沙也加ママさん:もう、うちの子になっちゃう?…。なんてね…。うふふふ…。

コメットさん☆:……なっちゃったら…。

 コメットさん☆はふと、星国や他の星ビト、星の子のことを忘れたような気持ちになって、言ってみた。沙也加ママさんは、それを聞いて、コメットさん☆をそっとやさしく抱きしめた。

沙也加ママさん:…そっか…。やっぱり、時々は恋しいのね…。ご両親や、星国が…。わかるわ…。

コメットさん☆:……。

 いつしか、リビングの窓の外には、白い雪が降り出していた。何もかも白く覆いつくす雪が。
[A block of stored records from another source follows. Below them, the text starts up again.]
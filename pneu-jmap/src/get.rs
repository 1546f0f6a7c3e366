use serde::Serialize;
use serde_json::{json, Map, Value};
use tokio::io::AsyncReadExt;

use pneu_blob::DynBlobStore;
use pneu_mime::charset::DecodeReader;
use pneu_mime::headers::{parse_header_block, RawHeader};
use pneu_mime::BodyPart;
use pneu_store::{EmailRecord, EmailRepo, ObjectType, StateTracker};

use crate::args::Args;
use crate::error::MethodError;
use crate::header_prop::HeaderProperty;
use crate::DEFAULT_MAX_BODY_VALUE_BYTES;

/// Body-part keys returned when the request does not name its own
/// `bodyProperties`.
pub const DEFAULT_BODY_PROPERTIES: &[&str] = &[
    "partId",
    "blobId",
    "size",
    "name",
    "type",
    "charset",
    "disposition",
    "cid",
    "language",
    "location",
];

const DEFAULT_PROPERTIES: &[&str] = &[
    "id",
    "blobId",
    "threadId",
    "mailboxIds",
    "keywords",
    "size",
    "receivedAt",
    "messageId",
    "inReplyTo",
    "references",
    "sender",
    "from",
    "to",
    "cc",
    "bcc",
    "replyTo",
    "subject",
    "sentAt",
    "hasAttachment",
    "preview",
    "bodyValues",
    "textBody",
    "htmlBody",
    "attachments",
];

const KNOWN_PROPERTIES: &[&str] = &[
    "id",
    "blobId",
    "threadId",
    "mailboxIds",
    "keywords",
    "size",
    "receivedAt",
    "messageId",
    "inReplyTo",
    "references",
    "sender",
    "from",
    "to",
    "cc",
    "bcc",
    "replyTo",
    "subject",
    "sentAt",
    "hasAttachment",
    "preview",
    "bodyValues",
    "textBody",
    "htmlBody",
    "attachments",
    "bodyStructure",
];

#[derive(Debug, Serialize)]
#[serde(rename_all = "camelCase")]
pub struct GetResponse {
    pub account_id: String,
    /// Decimal string of the Email state counter.
    pub state: String,
    pub list: Vec<Value>,
    pub not_found: Vec<String>,
}

/// `Email/get`: filtered projection of email records, with on-demand
/// header parsing over a byte-ranged blob read and lazily materialized
/// body values.
pub struct EmailGet {
    repo: EmailRepo,
    tracker: StateTracker,
    blobs: DynBlobStore,
    max_body_value_bytes: usize,
    summary_overwrites_preview: bool,
}

struct GetPlan {
    properties: Option<Vec<String>>,
    header_props: Vec<HeaderProperty>,
    body_properties: Vec<String>,
    fetch_text: bool,
    fetch_html: bool,
    fetch_all: bool,
    max_body_bytes: usize,
}

impl EmailGet {
    pub fn new(repo: EmailRepo, tracker: StateTracker, blobs: DynBlobStore) -> Self {
        Self {
            repo,
            tracker,
            blobs,
            max_body_value_bytes: DEFAULT_MAX_BODY_VALUE_BYTES,
            summary_overwrites_preview: false,
        }
    }

    pub fn with_max_body_value_bytes(mut self, max: usize) -> Self {
        self.max_body_value_bytes = max;
        self
    }

    pub fn with_summary_overwrites_preview(mut self, enabled: bool) -> Self {
        self.summary_overwrites_preview = enabled;
        self
    }

    pub async fn handle(
        &self,
        caller_account: &str,
        args_value: &Value,
    ) -> Result<GetResponse, MethodError> {
        let args = Args::new(args_value)
            .ok_or_else(|| MethodError::invalid_arguments("arguments must be an object"))?;
        let account = args.str_or("accountId", caller_account).to_string();

        let ids = args
            .string_slice("ids")
            .ok_or_else(|| MethodError::invalid_arguments("ids must be an array of strings"))?;

        let properties = if args.has("properties") {
            Some(args.string_slice("properties").ok_or_else(|| {
                MethodError::invalid_arguments("properties must be an array of strings")
            })?)
        } else {
            None
        };

        let mut header_props = Vec::new();
        if let Some(props) = &properties {
            for prop in props {
                if prop.starts_with("header:") {
                    header_props.push(HeaderProperty::parse(prop)?);
                } else if !KNOWN_PROPERTIES.contains(&prop.as_str()) {
                    return Err(MethodError::invalid_arguments(format!(
                        "unknown property: {}",
                        prop
                    )));
                }
            }
        }

        let body_properties = match args.string_slice("bodyProperties") {
            Some(props) => props,
            None => DEFAULT_BODY_PROPERTIES.iter().map(|p| p.to_string()).collect(),
        };

        // Non-positive values read as "use the server maximum".
        let max_body_bytes = match args.opt_int("maxBodyValueBytes") {
            Some(v) if v > 0 => (v as usize).min(self.max_body_value_bytes),
            _ => self.max_body_value_bytes,
        };

        let plan = GetPlan {
            properties,
            header_props,
            body_properties,
            fetch_text: args.bool_or("fetchTextBodyValues", false),
            fetch_html: args.bool_or("fetchHTMLBodyValues", false),
            fetch_all: args.bool_or("fetchAllBodyValues", false),
            max_body_bytes,
        };

        let mut list = Vec::new();
        let mut not_found = Vec::new();
        for id in ids {
            match self.repo.get_email(&account, &id).await {
                Ok(Some(email)) if !email.is_deleted() => {
                    list.push(self.project(&account, &email, &plan).await?);
                }
                Ok(_) => not_found.push(id),
                Err(e) => return Err(MethodError::server_fail(e)),
            }
        }

        let state = self
            .tracker
            .current_state(&account, ObjectType::Email)
            .await
            .map_err(MethodError::server_fail)?;

        Ok(GetResponse {
            account_id: account,
            state: state.to_string(),
            list,
            not_found,
        })
    }

    async fn project(
        &self,
        account: &str,
        email: &EmailRecord,
        plan: &GetPlan,
    ) -> Result<Value, MethodError> {
        // One ranged read covers every header:* property of this email.
        let headers = if plan.header_props.is_empty() {
            None
        } else {
            Some(self.fetch_headers(account, email).await?)
        };

        let requested: Vec<&str> = match &plan.properties {
            Some(props) => props.iter().map(String::as_str).collect(),
            None => DEFAULT_PROPERTIES.to_vec(),
        };

        let mut out = Map::new();
        out.insert("id".to_string(), json!(email.email_id));
        for prop in requested {
            if prop == "id" {
                continue;
            }
            if prop.starts_with("header:") {
                continue;
            }
            let value = match prop {
                "bodyValues" => self.body_values(account, email, plan).await,
                other => self.simple_property(email, other, plan),
            };
            out.insert(prop.to_string(), value);
        }
        for header_prop in &plan.header_props {
            let block = headers.as_deref().unwrap_or(&[]);
            out.insert(header_prop.response_key(), header_prop.apply(block));
        }
        Ok(Value::Object(out))
    }

    fn simple_property(&self, email: &EmailRecord, prop: &str, plan: &GetPlan) -> Value {
        match prop {
            "blobId" => json!(email.blob_id),
            "threadId" => json!(email.thread_id),
            "mailboxIds" => {
                let map: Map<String, Value> = email
                    .mailbox_ids
                    .iter()
                    .map(|id| (id.clone(), Value::Bool(true)))
                    .collect();
                Value::Object(map)
            }
            // Always an object, even when no keyword is set.
            "keywords" => {
                let map: Map<String, Value> = email
                    .keywords
                    .iter()
                    .map(|kw| (kw.clone(), Value::Bool(true)))
                    .collect();
                Value::Object(map)
            }
            "size" => json!(email.size),
            "receivedAt" => json!(rfc3339(&email.received_at)),
            "sentAt" => email
                .sent_at
                .as_ref()
                .map(|d| json!(rfc3339(d)))
                .unwrap_or(Value::Null),
            "subject" => email
                .subject
                .as_ref()
                .map(|s| json!(s))
                .unwrap_or(Value::Null),
            "from" => json!(email.from),
            "to" => json!(email.to),
            "cc" => json!(email.cc),
            "replyTo" => json!(email.reply_to),
            // The RFC 8621 address-header asymmetry: these two are null
            // when empty, the four above are empty arrays.
            "sender" => nullable_list(&email.sender),
            "bcc" => nullable_list(&email.bcc),
            "messageId" => nullable_list(&email.message_id),
            "inReplyTo" => nullable_list(&email.in_reply_to),
            "references" => nullable_list(&email.references),
            "hasAttachment" => json!(email.has_attachment),
            "preview" => match (&email.summary, self.summary_overwrites_preview) {
                (Some(summary), true) => json!(summary),
                _ => json!(email.preview),
            },
            "bodyStructure" => project_part(&email.body_structure, &plan.body_properties),
            "textBody" => part_refs(email, &email.text_body, &plan.body_properties),
            "htmlBody" => part_refs(email, &email.html_body, &plan.body_properties),
            "attachments" => part_refs(email, &email.attachments, &plan.body_properties),
            _ => Value::Null,
        }
    }

    async fn fetch_headers(
        &self,
        account: &str,
        email: &EmailRecord,
    ) -> Result<Vec<RawHeader>, MethodError> {
        let range = format!("{},0,{}", email.blob_id, email.header_size);
        let mut stream = self
            .blobs
            .stream(account, &range)
            .await
            .map_err(MethodError::server_fail)?;
        let mut block = Vec::with_capacity(email.header_size as usize);
        stream
            .read_to_end(&mut block)
            .await
            .map_err(MethodError::server_fail)?;
        Ok(parse_header_block(&block))
    }

    async fn body_values(&self, account: &str, email: &EmailRecord, plan: &GetPlan) -> Value {
        let mut part_ids: Vec<&str> = Vec::new();
        if plan.fetch_text {
            part_ids.extend(email.text_body.iter().map(String::as_str));
        }
        if plan.fetch_html {
            if email.html_body.is_empty() {
                part_ids.extend(email.text_body.iter().map(String::as_str));
            } else {
                part_ids.extend(email.html_body.iter().map(String::as_str));
            }
        }
        if plan.fetch_all {
            for leaf in email.body_structure.leaves() {
                if leaf.content_type.starts_with("text/") {
                    if let Some(id) = leaf.part_id.as_deref() {
                        part_ids.push(id);
                    }
                }
            }
        }
        part_ids.dedup_by(|a, b| a == b);

        let mut values = Map::new();
        for part_id in part_ids {
            if values.contains_key(part_id) {
                continue;
            }
            let Some(part) = email.body_structure.find(part_id) else {
                continue;
            };
            values.insert(
                part_id.to_string(),
                self.one_body_value(account, part, plan.max_body_bytes).await,
            );
        }
        Value::Object(values)
    }

    /// A failed fetch or decode never fails the call; it reports as an
    /// encoding problem on that part.
    async fn one_body_value(&self, account: &str, part: &BodyPart, max: usize) -> Value {
        let stream = match self.blobs.stream(account, &part.blob_id).await {
            Ok(s) => s,
            Err(error) => {
                tracing::warn!(%error, blob_id = %part.blob_id, "body value fetch failed");
                return json!({"value": "", "isTruncated": false, "isEncodingProblem": true});
            }
        };
        let mut reader = DecodeReader::new(stream, &part.charset);
        match reader.read_to_limit(max).await {
            Ok((text, more)) => json!({
                "value": text,
                "isTruncated": more,
                "isEncodingProblem": reader.encoding_problem(),
            }),
            Err(error) => {
                tracing::warn!(%error, blob_id = %part.blob_id, "body value decode failed");
                json!({"value": "", "isTruncated": false, "isEncodingProblem": true})
            }
        }
    }
}

fn rfc3339(date: &chrono::DateTime<chrono::Utc>) -> String {
    date.to_rfc3339_opts(chrono::SecondsFormat::Secs, true)
}

fn nullable_list<T: Serialize>(list: &[T]) -> Value {
    if list.is_empty() {
        Value::Null
    } else {
        json!(list)
    }
}

/// Expand part-id references into property-filtered leaf objects; a
/// dangling reference degrades to `{partId}`.
fn part_refs(email: &EmailRecord, ids: &[String], body_properties: &[String]) -> Value {
    Value::Array(
        ids.iter()
            .map(|id| match email.body_structure.find(id) {
                Some(part) => project_part(part, body_properties),
                None => json!({ "partId": id }),
            })
            .collect(),
    )
}

fn project_part(part: &BodyPart, body_properties: &[String]) -> Value {
    let mut out = Map::new();
    for prop in body_properties {
        let value = match prop.as_str() {
            "partId" => part
                .part_id
                .as_ref()
                .map(|id| json!(id))
                .unwrap_or(Value::Null),
            "blobId" => json!(part.blob_id),
            "size" => json!(part.size),
            "name" => nullable_str(&part.name),
            "type" => json!(part.content_type),
            "charset" => nullable_str(&part.charset),
            "disposition" => nullable_str(&part.disposition),
            "cid" => part.cid.as_ref().map(|c| json!(c)).unwrap_or(Value::Null),
            "language" => nullable_list(&part.language),
            "location" => part
                .location
                .as_ref()
                .map(|l| json!(l))
                .unwrap_or(Value::Null),
            "subParts" => Value::Array(
                part.sub_parts
                    .iter()
                    .map(|p| project_part(p, body_properties))
                    .collect(),
            ),
            _ => continue,
        };
        out.insert(prop.clone(), value);
    }
    Value::Object(out)
}

fn nullable_str(s: &str) -> Value {
    if s.is_empty() {
        Value::Null
    } else {
        json!(s)
    }
}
沙也加ママさん:…コメットさん☆、明日は雪合戦かもよ?、ツヨシとネネと…。

コメットさん☆:…はい。そうですね。

 コメットさん☆は、ふと窓の外を見て、やや明るい声で答えた。

 

 翌日の午後、珍しく一面の銀世界となった藤吉家の庭には、元気なコメットさん☆と、ツヨシくん、ネネちゃん、ラバボーの声がこだましていた。

ツヨシくん:それっ!。

コメットさん☆:あー、やったなっ。じゃあ私も…、えいっ。

ラバボー:うっ、何で姫さま、ボーに雪玉投げるボ?。

ネネちゃん:ツヨシくん覚悟っ!。

ツヨシくん:わひっ、つ、冷たいっ!。

景太朗パパさん:あはは…、さっそくやっているな。滑って転ぶなよー、みんな。

沙也加ママさん:うふふふ…。(コメットさん☆、あなたの探し求めている「かがやき」って、そうやって毎日のように見つかっているのかな?。でも、いつかあなたは、星国に帰るのかしら…。それはまだ当分先のほうが、…いいなぁ…。)

 沙也加ママさんは、庭を見やりながら、心の中でつぶやいていた。まだまだずっと、コメットさん☆の「かがやき探し」は続いてゆく…。